§ **WHAT YOU NEED TO DO**
List each line of the data in which the string "struct" appears.

§ **SUPPLIED INFORMATION**

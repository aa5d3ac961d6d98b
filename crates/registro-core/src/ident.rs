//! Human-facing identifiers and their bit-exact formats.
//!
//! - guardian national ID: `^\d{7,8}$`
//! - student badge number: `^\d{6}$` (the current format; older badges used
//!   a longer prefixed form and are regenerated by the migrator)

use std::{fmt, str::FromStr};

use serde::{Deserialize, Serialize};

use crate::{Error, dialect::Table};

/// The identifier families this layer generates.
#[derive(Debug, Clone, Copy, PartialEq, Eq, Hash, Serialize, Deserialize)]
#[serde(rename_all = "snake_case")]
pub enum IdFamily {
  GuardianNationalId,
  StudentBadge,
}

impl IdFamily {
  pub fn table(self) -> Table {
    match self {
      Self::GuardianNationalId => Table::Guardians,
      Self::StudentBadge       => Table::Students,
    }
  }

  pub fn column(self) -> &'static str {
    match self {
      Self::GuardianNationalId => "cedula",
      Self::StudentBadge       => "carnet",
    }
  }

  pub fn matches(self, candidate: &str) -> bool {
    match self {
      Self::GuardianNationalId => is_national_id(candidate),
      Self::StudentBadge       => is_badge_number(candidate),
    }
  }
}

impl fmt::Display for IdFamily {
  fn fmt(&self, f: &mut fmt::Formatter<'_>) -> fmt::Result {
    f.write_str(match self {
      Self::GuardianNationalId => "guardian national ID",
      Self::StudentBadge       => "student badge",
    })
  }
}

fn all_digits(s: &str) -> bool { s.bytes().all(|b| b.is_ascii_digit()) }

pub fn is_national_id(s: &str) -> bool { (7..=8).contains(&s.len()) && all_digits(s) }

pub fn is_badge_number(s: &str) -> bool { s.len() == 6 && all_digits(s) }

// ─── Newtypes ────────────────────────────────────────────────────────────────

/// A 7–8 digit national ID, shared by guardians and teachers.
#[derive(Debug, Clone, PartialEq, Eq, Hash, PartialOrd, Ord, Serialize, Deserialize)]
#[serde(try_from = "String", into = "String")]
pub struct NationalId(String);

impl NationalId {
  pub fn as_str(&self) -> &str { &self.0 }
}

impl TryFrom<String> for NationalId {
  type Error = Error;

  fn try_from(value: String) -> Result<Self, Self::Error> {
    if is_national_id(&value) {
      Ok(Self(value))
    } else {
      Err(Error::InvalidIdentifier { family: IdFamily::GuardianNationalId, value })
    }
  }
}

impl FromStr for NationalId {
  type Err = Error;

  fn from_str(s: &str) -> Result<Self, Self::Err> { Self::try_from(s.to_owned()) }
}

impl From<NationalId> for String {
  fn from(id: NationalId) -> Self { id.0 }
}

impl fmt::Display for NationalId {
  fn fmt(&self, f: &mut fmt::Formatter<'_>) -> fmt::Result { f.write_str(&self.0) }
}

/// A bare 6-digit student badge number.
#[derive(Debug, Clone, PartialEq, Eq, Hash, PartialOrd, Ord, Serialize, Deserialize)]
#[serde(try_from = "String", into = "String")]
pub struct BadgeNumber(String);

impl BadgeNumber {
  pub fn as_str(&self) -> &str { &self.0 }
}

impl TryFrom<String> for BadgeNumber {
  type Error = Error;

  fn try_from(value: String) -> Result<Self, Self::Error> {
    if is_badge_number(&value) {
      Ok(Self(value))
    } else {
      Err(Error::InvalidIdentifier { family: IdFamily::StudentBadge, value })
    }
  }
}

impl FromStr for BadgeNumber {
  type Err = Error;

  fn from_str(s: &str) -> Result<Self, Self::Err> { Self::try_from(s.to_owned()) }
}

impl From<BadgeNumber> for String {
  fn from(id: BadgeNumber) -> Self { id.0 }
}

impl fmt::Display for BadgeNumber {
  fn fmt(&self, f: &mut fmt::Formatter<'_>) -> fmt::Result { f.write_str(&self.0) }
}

§ **ANSWER TO THIS PROBLEM**
pub struct NationalId(String);
pub struct BadgeNumber(String);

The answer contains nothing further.